Medicare liens require a lot of patience and a long lead time. Lawyers may submit an authorization to Medicare to receive access to a client’s Medicare account. This will enable to lawyer to receive information about payments made on behalf of a client. The claim is first opened with a phone call to Medicare to provide identifying information. Medicare then sends a form to be submitted together an authorization signed by the client, and will provide in itemization of amounts claimed in response to that submission. Updated lien amounts can take a month or more, and thus need to be requested well in advance of a mediation or trial. The good news is that Medicare deducts its pro rata share of recovery costs (attorney’s fees and case expenses) as a matter of course, and will often make additional compromises. The bad news is that it can take months to get final payment amounts.

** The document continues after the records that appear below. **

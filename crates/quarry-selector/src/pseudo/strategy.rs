//! Query-expressible pseudo-classes.

use crate::ast::Condition;
use crate::error::SelectorError;
use crate::locator::Locator;
use crate::nth::NthArgument;

/// Position counted from the last sibling, for `:nth-last-child`.
const POSITION_FROM_END: &str = "(last() - position() + 1)";

/// Pseudo-classes with both a native and a path-query translation.
///
/// Each kind is a stateless strategy: a probe expression that tells whether
/// the engine evaluates the pseudo-class natively, and the two translations.
#[derive(Debug, Clone, Copy, PartialEq, Eq, Hash)]
pub enum StrategyKind {
    /// [§ 14.1 :nth-child()](https://www.w3.org/TR/selectors-4/#the-nth-child-pseudo)
    NthChild,
    /// [§ 14.2 :nth-last-child()](https://www.w3.org/TR/selectors-4/#the-nth-last-child-pseudo)
    NthLastChild,
    /// [§ 14.3 :first-child](https://www.w3.org/TR/selectors-4/#the-first-child-pseudo)
    FirstChild,
    /// [§ 14.4 :last-child](https://www.w3.org/TR/selectors-4/#the-last-child-pseudo)
    LastChild,
    /// [§ 14.5 :only-child](https://www.w3.org/TR/selectors-4/#the-only-child-pseudo)
    OnlyChild,
    /// [§ 13.2 :empty](https://www.w3.org/TR/selectors-4/#the-empty-pseudo)
    Empty,
    /// [§ 13.1 :root](https://www.w3.org/TR/selectors-4/#the-root-pseudo)
    Root,
}

impl StrategyKind {
    /// Name as written after the colon.
    #[must_use]
    pub const fn name(self) -> &'static str {
        match self {
            Self::NthChild => "nth-child",
            Self::NthLastChild => "nth-last-child",
            Self::FirstChild => "first-child",
            Self::LastChild => "last-child",
            Self::OnlyChild => "only-child",
            Self::Empty => "empty",
            Self::Root => "root",
        }
    }

    /// Minimal native query used once to test engine support.
    #[must_use]
    pub const fn probe_expression(self) -> &'static str {
        match self {
            Self::NthChild => ":nth-child(1)",
            Self::NthLastChild => ":nth-last-child(1)",
            Self::FirstChild => ":first-child",
            Self::LastChild => ":last-child",
            Self::OnlyChild => ":only-child",
            Self::Empty => ":empty",
            Self::Root => ":root",
        }
    }

    const fn takes_argument(self) -> bool {
        matches!(self, Self::NthChild | Self::NthLastChild)
    }

    /// Reject a missing or unexpected argument.
    pub fn check_argument(self, condition: &Condition) -> Result<(), SelectorError> {
        super::check_arity(self.name(), self.takes_argument(), condition)
    }

    /// Native-query fragment for the condition.
    pub fn native_query(self, condition: &Condition) -> Result<Locator, SelectorError> {
        self.check_argument(condition)?;
        let css = match self {
            Self::NthChild | Self::NthLastChild => self
                .nth_argument(condition)?
                .to_native_query_for(self.name()),
            _ => format!(":{}", self.name()),
        };
        Ok(Locator::Native(css))
    }

    /// Path-query predicate for the condition, evaluated on the child axis.
    pub fn path_query(self, condition: &Condition) -> Result<Locator, SelectorError> {
        self.check_argument(condition)?;
        let xpath = match self {
            Self::NthChild => self.nth_argument(condition)?.to_path_query(),
            Self::NthLastChild => self
                .nth_argument(condition)?
                .to_path_query_at(POSITION_FROM_END),
            Self::FirstChild => "position() = 1".to_string(),
            Self::LastChild => "position() = last()".to_string(),
            Self::OnlyChild => "last() = 1".to_string(),
            Self::Empty => "not(*) and not(text())".to_string(),
            Self::Root => "not(parent::*)".to_string(),
        };
        Ok(Locator::Path(xpath))
    }

    fn nth_argument(self, condition: &Condition) -> Result<NthArgument, SelectorError> {
        NthArgument::parse_for(self.name(), condition.argument_text())
    }
}
//! `XPath` 1.0 subset evaluated over a [`DomTree`].
//!
//! Covers what path-query locators use: abbreviated and unabbreviated
//! location paths on the `child`, `descendant`, `descendant-or-self`,
//! `parent`, `ancestor`, `ancestor-or-self`, `self`, `attribute`,
//! `following-sibling` and `preceding-sibling` axes, predicates with
//! position semantics, the boolean, comparison and arithmetic operators, and
//! the core function library minus namespaces, ids and language.
//!
//! # Submodules
//!
//! - [`ast`]: syntax tree types.
//! - [`lexer`]: tokenizer.
//! - [`parser`]: recursive descent parser.
//! - [`eval`]: evaluator and value model.

pub mod ast;
pub mod eval;
pub mod lexer;
pub mod parser;

use quarry_dom::{DomTree, NodeId};
use thiserror::Error;

pub use eval::{Evaluator, Value, XNode};

/// Errors raised while parsing or evaluating an expression.
#[derive(Debug, Clone, PartialEq, Eq, Error)]
pub enum XPathError {
    /// A character no token starts with.
    #[error("unexpected character `{found}` at offset {offset}")]
    UnexpectedCharacter {
        /// The character.
        found: char,
        /// Character offset in the expression.
        offset: usize,
    },

    /// A string literal without its closing quote.
    #[error("unterminated string literal at offset {offset}")]
    UnterminatedLiteral {
        /// Character offset of the opening quote.
        offset: usize,
    },

    /// Tokens that do not form an expression.
    #[error("{0}")]
    Syntax(String),

    /// An axis outside the supported set.
    #[error("unsupported axis {0}::")]
    UnsupportedAxis(String),

    /// A function outside the supported library.
    #[error("unknown function {0}()")]
    UnknownFunction(String),

    /// A function called with the wrong number of arguments.
    #[error("{function}() expects {expected} argument(s), got {found}")]
    Arity {
        /// Function name.
        function: String,
        /// Accepted argument counts, for the message.
        expected: &'static str,
        /// Arguments passed.
        found: usize,
    },

    /// A node-set was required (a path step, a union, `count()`...).
    #[error("expected a node-set")]
    NotANodeSet,
}

/// Evaluate `expression` with `context` as the context node.
///
/// ```
/// use quarry_dom::{DomTree, NodeId};
/// use quarry_engine::xpath::{Value, evaluate};
///
/// let mut tree = DomTree::new();
/// let list = tree.append_element(NodeId::ROOT, "ul", &[]);
/// let _ = tree.append_element(list, "li", &[]);
/// let _ = tree.append_element(list, "li", &[]);
///
/// assert_eq!(evaluate(&tree, NodeId::ROOT, "count(//li)").unwrap(), Value::Number(2.0));
/// ```
pub fn evaluate(tree: &DomTree, context: NodeId, expression: &str) -> Result<Value, XPathError> {
    let expr = parser::parse(expression)?;
    let order = tree.document_order();
    Evaluator::new(tree, &order).evaluate(&expr, &XNode::Tree(context))
}

/// Evaluate a node-set expression and keep the tree nodes it selects, in
/// document order.
pub fn select(
    evaluator: &Evaluator<'_>,
    context: NodeId,
    expression: &str,
) -> Result<Vec<NodeId>, XPathError> {
    let expr = parser::parse(expression)?;
    match evaluator.evaluate(&expr, &XNode::Tree(context))? {
        Value::NodeSet(nodes) => Ok(nodes
            .into_iter()
            .filter_map(|node| match node {
                XNode::Tree(id) => Some(id),
                XNode::Attribute { .. } => None,
            })
            .collect()),
        _ => Err(XPathError::NotANodeSet),
    }
}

Massachusetts state programs suffer from the opposite set of problems. The Commonwealth’s Casualty Recovery Unit is readily accessible by phone, and usually quite responsive. Again, the process begins with the submission of the Unit’s form and a signed client authorization, and ends a few weeks later withth receipt of an itemization of payments made for the beneficiary. Unfortunately, Massachusetts does not automatically pay its share of costs and attorney’s fees, although the department will often consider a reduction, particularly where the settlement amount is limited by insurance coverage or liability concerns. Once again, case law gives plaintiffs virtually no leverage in negotiating a compromise, see Whelan v. Division of Medical Assistance, 44 Mass.App.Ct. 663 (1998) and Pierce v. Christmas Tree Shops, 429 Mass. 91 (1999). The Unit will give updates by fax or email, often within hours.
Liability insurers are much more concerned about liens asserted by government payors than by private health insurers, because the applicable statutes can impose liability for repayment on insurers and attorneys if the lien is not satisfied at the time of settlement. Thus, the plaintiff’s lawyer needs to prepare to address these concerns in advance of any settlement, in order to avoid delay in receipt of the client’s funds.